§ **Exercise goal**
Beginning with the first line and ending with the one containing "use crate::config::PipelineConfig;", copy the lines of the listing below exactly; omit everything else.

--------

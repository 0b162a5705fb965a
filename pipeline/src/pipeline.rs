//! The end-to-end meta-compilation pipeline.

use std::path::PathBuf;

use metalp_extension::{default_extensions, Encodings, Extension, Identity};
use tracing::{info, info_span};

use crate::chain::run_chain;
use crate::config::PipelineConfig;
use crate::dump::{write_dump, CLEAN_DUMP, FULL_DUMP};
use crate::error::PipelineResult;
use crate::filter::{filter_output, render_symbols};
use crate::reify::reify_program;

/// Runs the extension chain, reification, theory-symbol patching and the
/// output filter in sequence.
pub struct Pipeline {
    config: PipelineConfig,
    extensions: Vec<Box<dyn Extension>>,
    encodings: Encodings,
}

impl Pipeline {
    /// Pipeline with the default extensions: tagging, then visibility.
    pub fn new(config: PipelineConfig) -> Self {
        Self::with_extensions(config, default_extensions())
    }

    pub fn with_extensions(config: PipelineConfig, extensions: Vec<Box<dyn Extension>>) -> Self {
        let encodings = match &config.encodings_dir {
            Some(dir) => Encodings::with_dir(dir),
            None => Encodings::builtin(),
        };
        Self {
            config,
            extensions,
            encodings,
        }
    }

    /// Meta-compile `files` followed by `inline` text.
    pub fn run(&self, files: &[PathBuf], inline: Option<&str>) -> PipelineResult<String> {
        let _span = info_span!("pipeline", files = files.len()).entered();

        let program = run_chain(&self.extensions, files, inline)?;
        info!(bytes = program.len(), "extension chain finished");

        let log = reify_program(&program, &self.config.constants)?;
        if let Some(dir) = &self.config.dump_dir {
            write_dump(dir, FULL_DUMP, &log.to_program());
        }

        let symbols = filter_output(
            &log,
            &self.extensions,
            &self.encodings,
            self.config.clean_output,
        )?;
        let output = render_symbols(&symbols);
        if let Some(dir) = &self.config.dump_dir {
            write_dump(dir, CLEAN_DUMP, &output);
        }
        info!(facts = symbols.len(), "output filtered");
        Ok(output)
    }

    /// Plain reification: no extensions and no filter.
    pub fn classic(&self, files: &[PathBuf], inline: Option<&str>) -> PipelineResult<String> {
        let _span = info_span!("classic", files = files.len()).entered();

        let program = metalp_extension::rewrite(&mut Identity, files, inline)?;
        let log = reify_program(&program, &self.config.constants)?;
        Ok(log.to_program())
    }
}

--------

§ **Task answer**
repository 0b162a5705fb965a
filename pipeline/src/pipeline.rs
//! The end-to-end meta-compilation pipeline.

use std::path::PathBuf;

use metalp_extension::{default_extensions, Encodings, Extension, Identity};
use tracing::{info, info_span};

use crate::chain::run_chain;
use crate::config::PipelineConfig;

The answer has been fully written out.